[Dataset entries]
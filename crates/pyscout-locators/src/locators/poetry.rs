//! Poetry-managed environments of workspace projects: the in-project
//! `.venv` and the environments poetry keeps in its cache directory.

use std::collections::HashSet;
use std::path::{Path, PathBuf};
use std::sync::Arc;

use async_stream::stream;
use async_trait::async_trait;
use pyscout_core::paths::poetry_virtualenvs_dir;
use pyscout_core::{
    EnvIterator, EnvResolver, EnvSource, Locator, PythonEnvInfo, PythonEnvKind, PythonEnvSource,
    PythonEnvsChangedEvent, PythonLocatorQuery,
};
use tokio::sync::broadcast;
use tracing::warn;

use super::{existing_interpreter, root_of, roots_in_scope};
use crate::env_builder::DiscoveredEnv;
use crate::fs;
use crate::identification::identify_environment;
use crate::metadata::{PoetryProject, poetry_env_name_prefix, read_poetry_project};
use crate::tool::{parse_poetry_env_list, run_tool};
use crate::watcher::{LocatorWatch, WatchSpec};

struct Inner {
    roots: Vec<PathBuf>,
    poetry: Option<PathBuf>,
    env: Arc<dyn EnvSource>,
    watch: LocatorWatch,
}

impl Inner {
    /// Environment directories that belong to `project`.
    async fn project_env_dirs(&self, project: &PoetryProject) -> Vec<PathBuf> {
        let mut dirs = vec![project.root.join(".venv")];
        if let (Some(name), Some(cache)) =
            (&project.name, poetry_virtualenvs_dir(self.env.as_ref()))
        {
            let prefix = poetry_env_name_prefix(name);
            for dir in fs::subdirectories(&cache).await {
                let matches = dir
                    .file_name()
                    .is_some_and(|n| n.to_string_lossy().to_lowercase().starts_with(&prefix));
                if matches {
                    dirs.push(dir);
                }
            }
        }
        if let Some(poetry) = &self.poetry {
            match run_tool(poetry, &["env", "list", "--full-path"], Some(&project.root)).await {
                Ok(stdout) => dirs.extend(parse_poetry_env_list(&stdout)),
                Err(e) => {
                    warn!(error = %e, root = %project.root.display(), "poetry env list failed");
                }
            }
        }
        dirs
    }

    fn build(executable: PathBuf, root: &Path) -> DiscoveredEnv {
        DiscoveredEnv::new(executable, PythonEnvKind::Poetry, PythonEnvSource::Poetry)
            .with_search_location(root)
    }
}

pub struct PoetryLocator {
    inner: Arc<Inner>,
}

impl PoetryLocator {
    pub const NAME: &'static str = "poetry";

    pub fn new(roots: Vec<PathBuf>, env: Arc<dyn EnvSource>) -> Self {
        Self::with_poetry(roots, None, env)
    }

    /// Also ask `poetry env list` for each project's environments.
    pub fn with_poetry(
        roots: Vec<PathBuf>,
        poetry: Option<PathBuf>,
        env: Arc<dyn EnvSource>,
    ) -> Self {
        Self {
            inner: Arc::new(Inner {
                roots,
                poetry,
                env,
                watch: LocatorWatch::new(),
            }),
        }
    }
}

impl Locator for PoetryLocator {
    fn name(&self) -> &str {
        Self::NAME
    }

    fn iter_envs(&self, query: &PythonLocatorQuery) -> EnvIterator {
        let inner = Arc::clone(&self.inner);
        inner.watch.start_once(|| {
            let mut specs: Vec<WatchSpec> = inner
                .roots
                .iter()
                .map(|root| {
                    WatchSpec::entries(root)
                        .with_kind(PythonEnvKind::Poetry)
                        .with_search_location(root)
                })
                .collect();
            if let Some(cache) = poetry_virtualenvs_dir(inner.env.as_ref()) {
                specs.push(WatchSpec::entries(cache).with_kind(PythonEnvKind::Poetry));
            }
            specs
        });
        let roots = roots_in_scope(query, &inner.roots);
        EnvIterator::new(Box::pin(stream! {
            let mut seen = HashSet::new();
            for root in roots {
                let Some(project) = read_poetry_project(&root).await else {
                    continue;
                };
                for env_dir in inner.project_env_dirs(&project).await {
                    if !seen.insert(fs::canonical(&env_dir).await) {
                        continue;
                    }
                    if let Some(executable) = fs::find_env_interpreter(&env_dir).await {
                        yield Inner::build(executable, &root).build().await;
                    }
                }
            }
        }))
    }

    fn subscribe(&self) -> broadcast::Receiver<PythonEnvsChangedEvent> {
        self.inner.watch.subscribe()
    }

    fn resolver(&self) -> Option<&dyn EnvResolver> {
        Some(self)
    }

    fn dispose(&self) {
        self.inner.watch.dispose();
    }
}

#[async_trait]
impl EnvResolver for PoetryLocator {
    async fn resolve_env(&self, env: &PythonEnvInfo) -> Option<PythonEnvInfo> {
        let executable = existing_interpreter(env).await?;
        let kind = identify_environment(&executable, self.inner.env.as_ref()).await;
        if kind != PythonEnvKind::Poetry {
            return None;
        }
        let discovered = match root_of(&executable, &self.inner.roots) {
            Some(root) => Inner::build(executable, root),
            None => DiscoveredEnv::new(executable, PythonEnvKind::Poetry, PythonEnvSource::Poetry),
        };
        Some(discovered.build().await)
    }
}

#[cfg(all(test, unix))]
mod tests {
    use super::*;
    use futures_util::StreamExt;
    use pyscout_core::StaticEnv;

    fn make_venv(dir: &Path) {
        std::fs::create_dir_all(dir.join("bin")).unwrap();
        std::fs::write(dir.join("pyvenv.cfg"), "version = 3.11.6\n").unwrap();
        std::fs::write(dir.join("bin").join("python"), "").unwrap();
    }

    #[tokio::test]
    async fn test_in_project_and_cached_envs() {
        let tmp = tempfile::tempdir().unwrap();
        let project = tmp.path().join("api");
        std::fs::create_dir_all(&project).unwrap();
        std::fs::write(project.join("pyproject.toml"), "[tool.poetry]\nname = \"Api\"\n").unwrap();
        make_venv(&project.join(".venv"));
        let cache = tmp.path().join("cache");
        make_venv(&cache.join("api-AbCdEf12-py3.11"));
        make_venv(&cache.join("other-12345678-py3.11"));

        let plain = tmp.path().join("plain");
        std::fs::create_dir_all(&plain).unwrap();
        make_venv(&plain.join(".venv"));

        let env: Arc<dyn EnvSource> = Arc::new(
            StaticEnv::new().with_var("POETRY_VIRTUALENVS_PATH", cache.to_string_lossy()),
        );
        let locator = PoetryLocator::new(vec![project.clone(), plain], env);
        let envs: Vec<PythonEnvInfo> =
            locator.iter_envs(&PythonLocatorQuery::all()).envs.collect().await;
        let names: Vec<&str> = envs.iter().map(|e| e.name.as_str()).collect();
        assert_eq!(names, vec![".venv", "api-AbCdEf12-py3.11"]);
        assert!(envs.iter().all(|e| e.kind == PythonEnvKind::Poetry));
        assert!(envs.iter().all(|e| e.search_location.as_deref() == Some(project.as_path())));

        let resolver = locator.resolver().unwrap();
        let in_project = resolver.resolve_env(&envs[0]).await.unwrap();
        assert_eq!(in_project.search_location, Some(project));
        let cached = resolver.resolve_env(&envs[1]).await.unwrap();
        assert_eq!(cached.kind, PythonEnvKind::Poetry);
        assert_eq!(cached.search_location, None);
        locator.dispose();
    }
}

Required action:
The records above are to be printed in full, exactly as they appear.

Answer below:
filename crates/pyscout-locators/src/locators/poetry.rs
//! Poetry-managed environments of workspace projects: the in-project
//! `.venv` and the environments poetry keeps in its cache directory.

use std::collections::HashSet;
use std::path::{Path, PathBuf};
use std::sync::Arc;

use async_stream::stream;
use async_trait::async_trait;
use pyscout_core::paths::poetry_virtualenvs_dir;
use pyscout_core::{
    EnvIterator, EnvResolver, EnvSource, Locator, PythonEnvInfo, PythonEnvKind, PythonEnvSource,
    PythonEnvsChangedEvent, PythonLocatorQuery,
};
use tokio::sync::broadcast;
use tracing::warn;

use super::{existing_interpreter, root_of, roots_in_scope};
use crate::env_builder::DiscoveredEnv;
use crate::fs;
use crate::identification::identify_environment;
use crate::metadata::{PoetryProject, poetry_env_name_prefix, read_poetry_project};
use crate::tool::{parse_poetry_env_list, run_tool};
use crate::watcher::{LocatorWatch, WatchSpec};

struct Inner {
    roots: Vec<PathBuf>,
    poetry: Option<PathBuf>,
    env: Arc<dyn EnvSource>,
    watch: LocatorWatch,
}

impl Inner {
    /// Environment directories that belong to `project`.
    async fn project_env_dirs(&self, project: &PoetryProject) -> Vec<PathBuf> {
        let mut dirs = vec![project.root.join(".venv")];
        if let (Some(name), Some(cache)) =
            (&project.name, poetry_virtualenvs_dir(self.env.as_ref()))
        {
            let prefix = poetry_env_name_prefix(name);
            for dir in fs::subdirectories(&cache).await {
                let matches = dir
                    .file_name()
                    .is_some_and(|n| n.to_string_lossy().to_lowercase().starts_with(&prefix));
                if matches {
                    dirs.push(dir);
                }
            }
        }
        if let Some(poetry) = &self.poetry {
            match run_tool(poetry, &["env", "list", "--full-path"], Some(&project.root)).await {
                Ok(stdout) => dirs.extend(parse_poetry_env_list(&stdout)),
                Err(e) => {
                    warn!(error = %e, root = %project.root.display(), "poetry env list failed");
                }
            }
        }
        dirs
    }

    fn build(executable: PathBuf, root: &Path) -> DiscoveredEnv {
        DiscoveredEnv::new(executable, PythonEnvKind::Poetry, PythonEnvSource::Poetry)
            .with_search_location(root)
    }
}

pub struct PoetryLocator {
    inner: Arc<Inner>,
}

impl PoetryLocator {
    pub const NAME: &'static str = "poetry";

    pub fn new(roots: Vec<PathBuf>, env: Arc<dyn EnvSource>) -> Self {
        Self::with_poetry(roots, None, env)
    }

    /// Also ask `poetry env list` for each project's environments.
    pub fn with_poetry(
        roots: Vec<PathBuf>,
        poetry: Option<PathBuf>,
        env: Arc<dyn EnvSource>,
    ) -> Self {
        Self {
            inner: Arc::new(Inner {
                roots,
                poetry,
                env,
                watch: LocatorWatch::new(),
            }),
        }
    }
}

impl Locator for PoetryLocator {
    fn name(&self) -> &str {
        Self::NAME
    }

    fn iter_envs(&self, query: &PythonLocatorQuery) -> EnvIterator {
        let inner = Arc::clone(&self.inner);
        inner.watch.start_once(|| {
            let mut specs: Vec<WatchSpec> = inner
                .roots
                .iter()
                .map(|root| {
                    WatchSpec::entries(root)
                        .with_kind(PythonEnvKind::Poetry)
                        .with_search_location(root)
                })
                .collect();
            if let Some(cache) = poetry_virtualenvs_dir(inner.env.as_ref()) {
                specs.push(WatchSpec::entries(cache).with_kind(PythonEnvKind::Poetry));
            }
            specs
        });
        let roots = roots_in_scope(query, &inner.roots);
        EnvIterator::new(Box::pin(stream! {
            let mut seen = HashSet::new();
            for root in roots {
                let Some(project) = read_poetry_project(&root).await else {
                    continue;
                };
                for env_dir in inner.project_env_dirs(&project).await {
                    if !seen.insert(fs::canonical(&env_dir).await) {
                        continue;
                    }
                    if let Some(executable) = fs::find_env_interpreter(&env_dir).await {
                        yield Inner::build(executable, &root).build().await;
                    }
                }
            }
        }))
    }

    fn subscribe(&self) -> broadcast::Receiver<PythonEnvsChangedEvent> {
        self.inner.watch.subscribe()
    }

    fn resolver(&self) -> Option<&dyn EnvResolver> {
        Some(self)
    }

    fn dispose(&self) {
        self.inner.watch.dispose();
    }
}

#[async_trait]
impl EnvResolver for PoetryLocator {
    async fn resolve_env(&self, env: &PythonEnvInfo) -> Option<PythonEnvInfo> {
        let executable = existing_interpreter(env).await?;
        let kind = identify_environment(&executable, self.inner.env.as_ref()).await;
        if kind != PythonEnvKind::Poetry {
            return None;
        }
        let discovered = match root_of(&executable, &self.inner.roots) {
            Some(root) => Inner::build(executable, root),
            None => DiscoveredEnv::new(executable, PythonEnvKind::Poetry, PythonEnvSource::Poetry),
        };
        Some(discovered.build().await)
    }
}

#[cfg(all(test, unix))]
mod tests {
    use super::*;
    use futures_util::StreamExt;
    use pyscout_core::StaticEnv;

    fn make_venv(dir: &Path) {
        std::fs::create_dir_all(dir.join("bin")).unwrap();
        std::fs::write(dir.join("pyvenv.cfg"), "version = 3.11.6\n").unwrap();
        std::fs::write(dir.join("bin").join("python"), "").unwrap();
    }

    #[tokio::test]
    async fn test_in_project_and_cached_envs() {
        let tmp = tempfile::tempdir().unwrap();
        let project = tmp.path().join("api");
        std::fs::create_dir_all(&project).unwrap();
        std::fs::write(project.join("pyproject.toml"), "[tool.poetry]\nname = \"Api\"\n").unwrap();
        make_venv(&project.join(".venv"));
        let cache = tmp.path().join("cache");
        make_venv(&cache.join("api-AbCdEf12-py3.11"));
        make_venv(&cache.join("other-12345678-py3.11"));

        let plain = tmp.path().join("plain");
        std::fs::create_dir_all(&plain).unwrap();
        make_venv(&plain.join(".venv"));

        let env: Arc<dyn EnvSource> = Arc::new(
            StaticEnv::new().with_var("POETRY_VIRTUALENVS_PATH", cache.to_string_lossy()),
        );
        let locator = PoetryLocator::new(vec![project.clone(), plain], env);
        let envs: Vec<PythonEnvInfo> =
            locator.iter_envs(&PythonLocatorQuery::all()).envs.collect().await;
        let names: Vec<&str> = envs.iter().map(|e| e.name.as_str()).collect();
        assert_eq!(names, vec![".venv", "api-AbCdEf12-py3.11"]);
        assert!(envs.iter().all(|e| e.kind == PythonEnvKind::Poetry));
        assert!(envs.iter().all(|e| e.search_location.as_deref() == Some(project.as_path())));

        let resolver = locator.resolver().unwrap();
        let in_project = resolver.resolve_env(&envs[0]).await.unwrap();
        assert_eq!(in_project.search_location, Some(project));
        let cached = resolver.resolve_env(&envs[1]).await.unwrap();
        assert_eq!(cached.kind, PythonEnvKind::Poetry);
        assert_eq!(cached.search_location, None);
        locator.dispose();
    }
}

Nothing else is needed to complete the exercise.